Reading this will not invite you
into the poet’s head, or bed. The mysteries
hidden in this poet’s skin are staying there.
Places exist for no one but you.
Moment upon moment,
the opportunity to attend.
This poem says feel your eyes
as they move back and forth,
the oceanic waves of your chest
as it rises, recedes. Feel the chair
against the backs of your thighs, the places
your body touches itself as you read.
Palmetto Spice Box
After a piece featured in an exhibit of Judaica at the Carnegie Museum of Art, 1998
Stars deck its doors, a vertical split like a stage curtain
fortress doors, a woman. They will creak on opening.

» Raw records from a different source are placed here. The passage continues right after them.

// TestDependencies - mock implementations for testing
//
// Provides an in-memory jobs API and a scripted prompter that can be injected
// into a Board for headless tests.

use async_trait::async_trait;
use std::collections::{HashSet, VecDeque};
use std::sync::atomic::{AtomicU64, Ordering};
use std::sync::{Arc, Mutex};
use tokio::sync::Notify;

use super::{BaseJobService, BasePrompter};
use crate::domains::board::Board;
use crate::domains::jobs::{Job, JobId, JobPatch, JobStatus, JobStore, NewJob, SharedStore};
use crate::error::{Result, ServiceError};

// =============================================================================
// Mock Jobs API
// =============================================================================

/// Which API operation a failure switch applies to
#[derive(Debug, Clone, Copy, PartialEq, Eq, Hash)]
pub enum JobOp {
    List,
    Create,
    Update,
    Delete,
}

/// A request received by the mock, with its arguments
#[derive(Debug, Clone, PartialEq, Eq)]
pub enum JobCall {
    List,
    Create(NewJob),
    Update(JobId, JobPatch),
    Delete(JobId),
}

/// In-memory stand-in for the jobs API.
///
/// Keeps its own records, assigns ids `mock-1`, `mock-2`, ... on create, and
/// answers 500 for any operation switched to fail.
pub struct MockJobService {
    records: Arc<Mutex<Vec<Job>>>,
    failures: Arc<Mutex<HashSet<JobOp>>>,
    failing_jobs: Arc<Mutex<HashSet<JobId>>>,
    calls: Arc<Mutex<Vec<JobCall>>>,
    update_gate: Arc<Mutex<Option<Arc<Notify>>>>,
    next_id: AtomicU64,
}

impl MockJobService {
    pub fn new() -> Self {
        Self {
            records: Arc::new(Mutex::new(Vec::new())),
            failures: Arc::new(Mutex::new(HashSet::new())),
            failing_jobs: Arc::new(Mutex::new(HashSet::new())),
            calls: Arc::new(Mutex::new(Vec::new())),
            update_gate: Arc::new(Mutex::new(None)),
            next_id: AtomicU64::new(1),
        }
    }

    /// Seed the server-side records
    pub fn with_jobs(self, jobs: Vec<Job>) -> Self {
        *self.records.lock().unwrap() = jobs;
        self
    }

    /// Make `op` answer with a 500 until [`succeed`](Self::succeed) is called
    pub fn failing(self, op: JobOp) -> Self {
        self.fail(op);
        self
    }

    pub fn fail(&self, op: JobOp) {
        self.failures.lock().unwrap().insert(op);
    }

    pub fn succeed(&self, op: JobOp) {
        self.failures.lock().unwrap().remove(&op);
    }

    /// Make updates and deletes of one job answer with a 500
    pub fn fail_job(&self, id: impl Into<JobId>) {
        self.failing_jobs.lock().unwrap().insert(id.into());
    }

    /// Hold every update until the returned handle is notified once per update
    pub fn gate_updates(&self) -> Arc<Notify> {
        let gate = Arc::new(Notify::new());
        *self.update_gate.lock().unwrap() = Some(gate.clone());
        gate
    }

    /// Get all requests received so far
    pub fn calls(&self) -> Vec<JobCall> {
        self.calls.lock().unwrap().clone()
    }

    pub fn call_count(&self) -> usize {
        self.calls.lock().unwrap().len()
    }

    /// Current server-side records
    pub fn records(&self) -> Vec<Job> {
        self.records.lock().unwrap().clone()
    }

    fn record(&self, call: JobCall) {
        self.calls.lock().unwrap().push(call);
    }

    fn check(&self, op: JobOp) -> Result<()> {
        if self.failures.lock().unwrap().contains(&op) {
            return Err(ServiceError::Api {
                status: 500,
                message: format!("mock {:?} failure", op),
            });
        }
        Ok(())
    }

    fn check_job(&self, id: &JobId) -> Result<()> {
        if self.failing_jobs.lock().unwrap().contains(id) {
            return Err(ServiceError::Api {
                status: 500,
                message: format!("mock failure for job {}", id),
            });
        }
        Ok(())
    }

    fn not_found(id: &JobId) -> ServiceError {
        ServiceError::Api {
            status: 404,
            message: format!("job {} not found", id),
        }
    }
}

impl Default for MockJobService {
    fn default() -> Self {
        Self::new()
    }
}

#[async_trait]
impl BaseJobService for MockJobService {
    async fn list_jobs(&self) -> Result<Vec<Job>> {
        self.record(JobCall::List);
        self.check(JobOp::List)?;
        Ok(self.records())
    }

    async fn create_job(&self, job: &NewJob) -> Result<Job> {
        self.record(JobCall::Create(job.clone()));
        self.check(JobOp::Create)?;

        let id = self.next_id.fetch_add(1, Ordering::SeqCst);
        let created = Job {
            id: JobId::new(format!("mock-{}", id)),
            title: job.title.clone(),
            company: job.company.clone(),
            url: job.url.clone(),
            referral_info: job.referral_info.clone(),
            hiring_manager_links: job.hiring_manager_links.clone(),
            status: job.status.unwrap_or(JobStatus::Opportunities),
        };
        self.records.lock().unwrap().push(created.clone());
        Ok(created)
    }

    async fn update_job(&self, id: &JobId, patch: &JobPatch) -> Result<Job> {
        self.record(JobCall::Update(id.clone(), patch.clone()));

        let gate = self.update_gate.lock().unwrap().clone();
        if let Some(gate) = gate {
            gate.notified().await;
        }
        self.check(JobOp::Update)?;
        self.check_job(id)?;

        let mut records = self.records.lock().unwrap();
        let job = records
            .iter_mut()
            .find(|j| &j.id == id)
            .ok_or_else(|| Self::not_found(id))?;

        if let Some(title) = &patch.title {
            job.title = title.clone();
        }
        if let Some(company) = &patch.company {
            job.company = company.clone();
        }
        if let Some(url) = &patch.url {
            job.url = Some(url.clone());
        }
        if let Some(referral) = &patch.referral_info {
            job.referral_info = Some(referral.clone());
        }
        if let Some(links) = &patch.hiring_manager_links {
            job.hiring_manager_links = links.clone();
        }
        if let Some(status) = patch.status {
            job.status = status;
        }
        Ok(job.clone())
    }

    async fn delete_job(&self, id: &JobId) -> Result<()> {
        self.record(JobCall::Delete(id.clone()));
        self.check(JobOp::Delete)?;
        self.check_job(id)?;

        let mut records = self.records.lock().unwrap();
        let before = records.len();
        records.retain(|j| &j.id != id);
        if records.len() == before {
            return Err(Self::not_found(id));
        }
        Ok(())
    }
}

// =============================================================================
// Recording Prompter
// =============================================================================

/// Prompter with scripted confirm answers that records everything shown
pub struct RecordingPrompter {
    answers: Mutex<VecDeque<bool>>,
    default_answer: bool,
    questions: Mutex<Vec<String>>,
    notifications: Mutex<Vec<String>>,
}

impl RecordingPrompter {
    /// Answers every confirmation with `answer`
    pub fn answering(answer: bool) -> Self {
        Self {
            answers: Mutex::new(VecDeque::new()),
            default_answer: answer,
            questions: Mutex::new(Vec::new()),
            notifications: Mutex::new(Vec::new()),
        }
    }

    /// Queue a one-off answer used before the default
    pub fn then_answer(self, answer: bool) -> Self {
        self.answers.lock().unwrap().push_back(answer);
        self
    }

    pub fn questions(&self) -> Vec<String> {
        self.questions.lock().unwrap().clone()
    }

    pub fn notifications(&self) -> Vec<String> {
        self.notifications.lock().unwrap().clone()
    }
}

impl Default for RecordingPrompter {
    fn default() -> Self {
        Self::answering(true)
    }
}

impl BasePrompter for RecordingPrompter {
    fn confirm(&self, question: &str) -> bool {
        self.questions.lock().unwrap().push(question.to_string());
        self.answers
            .lock()
            .unwrap()
            .pop_front()
            .unwrap_or(self.default_answer)
    }

    fn notify(&self, message: &str) {
        self.notifications.lock().unwrap().push(message.to_string());
    }
}

// =============================================================================
// TestDependencies
// =============================================================================

/// Mock services bundled for building a [`Board`] in tests
pub struct TestDependencies {
    pub service: Arc<MockJobService>,
    pub prompter: Arc<RecordingPrompter>,
}

impl TestDependencies {
    pub fn new() -> Self {
        Self {
            service: Arc::new(MockJobService::new()),
            prompter: Arc::new(RecordingPrompter::default()),
        }
    }

    pub fn with_service(mut self, service: MockJobService) -> Self {
        self.service = Arc::new(service);
        self
    }

    pub fn with_prompter(mut self, prompter: RecordingPrompter) -> Self {
        self.prompter = Arc::new(prompter);
        self
    }

    /// Board over an empty store
    pub fn board(&self) -> Board {
        self.board_with(JobStore::default())
    }

    /// Board whose store already holds `store`, skipping the initial load
    pub fn board_with(&self, store: JobStore) -> Board {
        Board::with_store(
            SharedStore::new(store),
            self.service.clone(),
            self.prompter.clone(),
        )
    }
}

impl Default for TestDependencies {
    fn default() -> Self {
        Self::new()
    }
}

Above and around these doors, twenty-one spikes
of silver arc: a guard—or beams—of praise.
Inside you'll find cardamom, cloves, almonds, anise, dates.
Treasures wrapped in dough and leaves, hidden
like God, in exchanges of food, host’s gifts to a guest.
Entering, smell comes first. Inhale. Coffee. You hear
jingling. Rhythm. A foot slaps the ground. Laughter.
Palm leaves rustle. She is before you,
dancing for the others. All are women.
They do not see you. A wave curves slowly
through her fingers, into her wrist, her forearm,
elbow, biceps, into and out of her shoulder.
One wave, another—crossing her breasts
down her torso. Her abdomen quivers.
The wave becomes a series. Her hips blur.
Skin-rippling, her undulations are curving sands,
desert sirocco. She lifts her veil, it arcs as she turns.
She is hidden. Revealed. Hidden.
Another joins. Hips circle in unison.
Here, where water gathers like postage stamps,
hides in rivers one must dig for,
swells the veins of ever-flowing palms, here
women dance eddies, waves,
water, wind,
hidden treasure.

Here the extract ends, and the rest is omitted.